[Problem requirements]
Lines with the word "blink" are the ones wanted. Copy each of them from the entries below.

[Extracted material]
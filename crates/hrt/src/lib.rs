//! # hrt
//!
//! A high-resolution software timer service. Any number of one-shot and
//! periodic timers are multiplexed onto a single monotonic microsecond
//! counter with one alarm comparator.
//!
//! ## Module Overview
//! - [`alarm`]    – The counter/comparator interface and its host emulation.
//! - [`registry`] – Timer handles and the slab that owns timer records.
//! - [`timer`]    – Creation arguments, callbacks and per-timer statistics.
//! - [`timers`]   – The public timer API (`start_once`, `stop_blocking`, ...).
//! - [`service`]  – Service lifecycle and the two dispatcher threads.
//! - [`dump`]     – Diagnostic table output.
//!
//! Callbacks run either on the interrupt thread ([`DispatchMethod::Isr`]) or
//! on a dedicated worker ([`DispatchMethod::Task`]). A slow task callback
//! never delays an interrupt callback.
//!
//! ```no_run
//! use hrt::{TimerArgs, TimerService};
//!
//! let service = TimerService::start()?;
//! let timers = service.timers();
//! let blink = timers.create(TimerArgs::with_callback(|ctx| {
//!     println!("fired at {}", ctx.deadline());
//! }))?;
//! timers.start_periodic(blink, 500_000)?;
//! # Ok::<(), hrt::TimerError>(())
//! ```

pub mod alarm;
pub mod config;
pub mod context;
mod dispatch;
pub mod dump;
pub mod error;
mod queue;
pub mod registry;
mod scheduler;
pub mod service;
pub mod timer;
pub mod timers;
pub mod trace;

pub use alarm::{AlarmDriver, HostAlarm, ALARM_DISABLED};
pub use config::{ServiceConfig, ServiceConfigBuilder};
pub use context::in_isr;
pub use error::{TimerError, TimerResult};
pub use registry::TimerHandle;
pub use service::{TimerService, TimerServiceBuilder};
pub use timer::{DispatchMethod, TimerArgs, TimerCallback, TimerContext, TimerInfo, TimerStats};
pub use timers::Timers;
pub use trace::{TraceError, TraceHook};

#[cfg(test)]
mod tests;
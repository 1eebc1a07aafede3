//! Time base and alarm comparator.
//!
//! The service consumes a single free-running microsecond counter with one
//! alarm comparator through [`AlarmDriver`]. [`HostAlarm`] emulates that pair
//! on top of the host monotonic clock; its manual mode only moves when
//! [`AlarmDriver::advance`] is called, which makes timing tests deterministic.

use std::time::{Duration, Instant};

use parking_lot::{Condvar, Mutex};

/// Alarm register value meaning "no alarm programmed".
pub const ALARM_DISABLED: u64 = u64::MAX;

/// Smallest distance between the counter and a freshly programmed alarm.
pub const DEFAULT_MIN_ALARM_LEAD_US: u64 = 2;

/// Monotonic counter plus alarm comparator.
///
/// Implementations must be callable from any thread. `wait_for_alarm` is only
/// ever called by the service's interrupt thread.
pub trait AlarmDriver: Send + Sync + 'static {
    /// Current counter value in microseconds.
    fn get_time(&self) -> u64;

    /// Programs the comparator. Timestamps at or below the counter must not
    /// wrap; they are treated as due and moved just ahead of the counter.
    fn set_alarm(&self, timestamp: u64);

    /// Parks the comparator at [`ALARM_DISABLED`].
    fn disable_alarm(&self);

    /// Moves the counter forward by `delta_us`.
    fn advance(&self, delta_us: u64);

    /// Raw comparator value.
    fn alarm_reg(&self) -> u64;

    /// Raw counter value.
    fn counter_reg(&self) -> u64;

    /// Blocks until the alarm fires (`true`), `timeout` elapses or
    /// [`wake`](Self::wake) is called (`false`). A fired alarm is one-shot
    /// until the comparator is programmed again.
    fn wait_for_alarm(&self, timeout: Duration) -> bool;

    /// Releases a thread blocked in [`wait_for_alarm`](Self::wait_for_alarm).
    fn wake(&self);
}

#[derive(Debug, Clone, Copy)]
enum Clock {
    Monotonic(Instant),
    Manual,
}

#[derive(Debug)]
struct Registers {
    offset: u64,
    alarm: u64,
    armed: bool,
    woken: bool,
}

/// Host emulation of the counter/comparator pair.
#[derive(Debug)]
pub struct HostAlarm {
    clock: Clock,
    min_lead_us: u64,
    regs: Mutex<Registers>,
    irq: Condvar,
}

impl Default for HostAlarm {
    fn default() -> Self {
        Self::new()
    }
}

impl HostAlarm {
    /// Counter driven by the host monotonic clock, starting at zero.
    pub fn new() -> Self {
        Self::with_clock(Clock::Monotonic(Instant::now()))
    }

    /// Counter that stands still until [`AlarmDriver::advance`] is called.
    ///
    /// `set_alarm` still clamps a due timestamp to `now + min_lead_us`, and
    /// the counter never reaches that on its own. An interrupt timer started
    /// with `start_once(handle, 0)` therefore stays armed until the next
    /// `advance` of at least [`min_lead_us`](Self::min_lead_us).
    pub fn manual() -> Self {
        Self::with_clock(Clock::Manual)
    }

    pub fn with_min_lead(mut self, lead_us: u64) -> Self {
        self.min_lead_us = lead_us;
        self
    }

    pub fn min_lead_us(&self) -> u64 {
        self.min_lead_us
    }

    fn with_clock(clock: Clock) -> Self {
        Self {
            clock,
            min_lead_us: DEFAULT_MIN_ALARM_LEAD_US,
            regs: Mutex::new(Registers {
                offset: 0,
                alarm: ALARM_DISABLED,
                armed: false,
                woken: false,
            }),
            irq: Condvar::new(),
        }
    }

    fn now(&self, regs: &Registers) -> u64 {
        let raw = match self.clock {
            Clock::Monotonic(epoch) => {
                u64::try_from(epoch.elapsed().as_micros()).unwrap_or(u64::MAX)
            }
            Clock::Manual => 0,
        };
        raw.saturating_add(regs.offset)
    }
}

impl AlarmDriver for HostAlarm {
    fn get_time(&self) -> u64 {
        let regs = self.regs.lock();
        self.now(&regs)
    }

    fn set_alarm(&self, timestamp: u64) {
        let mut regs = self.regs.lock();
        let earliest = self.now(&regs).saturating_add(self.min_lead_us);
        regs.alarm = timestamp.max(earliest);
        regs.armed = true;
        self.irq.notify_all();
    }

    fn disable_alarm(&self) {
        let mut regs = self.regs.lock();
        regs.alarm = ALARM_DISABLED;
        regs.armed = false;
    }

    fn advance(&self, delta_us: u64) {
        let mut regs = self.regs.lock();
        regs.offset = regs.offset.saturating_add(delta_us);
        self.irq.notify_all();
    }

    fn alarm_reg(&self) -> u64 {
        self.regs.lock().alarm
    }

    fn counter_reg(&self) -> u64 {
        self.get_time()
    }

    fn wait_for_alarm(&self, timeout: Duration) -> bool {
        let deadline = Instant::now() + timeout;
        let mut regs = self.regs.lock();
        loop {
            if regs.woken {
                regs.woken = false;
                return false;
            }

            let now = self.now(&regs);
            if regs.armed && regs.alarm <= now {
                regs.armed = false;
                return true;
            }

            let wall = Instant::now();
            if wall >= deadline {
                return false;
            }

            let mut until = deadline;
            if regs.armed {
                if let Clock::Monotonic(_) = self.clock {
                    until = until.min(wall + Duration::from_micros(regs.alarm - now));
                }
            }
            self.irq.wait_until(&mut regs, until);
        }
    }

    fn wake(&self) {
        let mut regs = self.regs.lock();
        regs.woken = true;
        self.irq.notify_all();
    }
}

[Response to this task]
//! let blink = timers.create(TimerArgs::with_callback(|ctx| {
//! timers.start_periodic(blink, 500_000)?;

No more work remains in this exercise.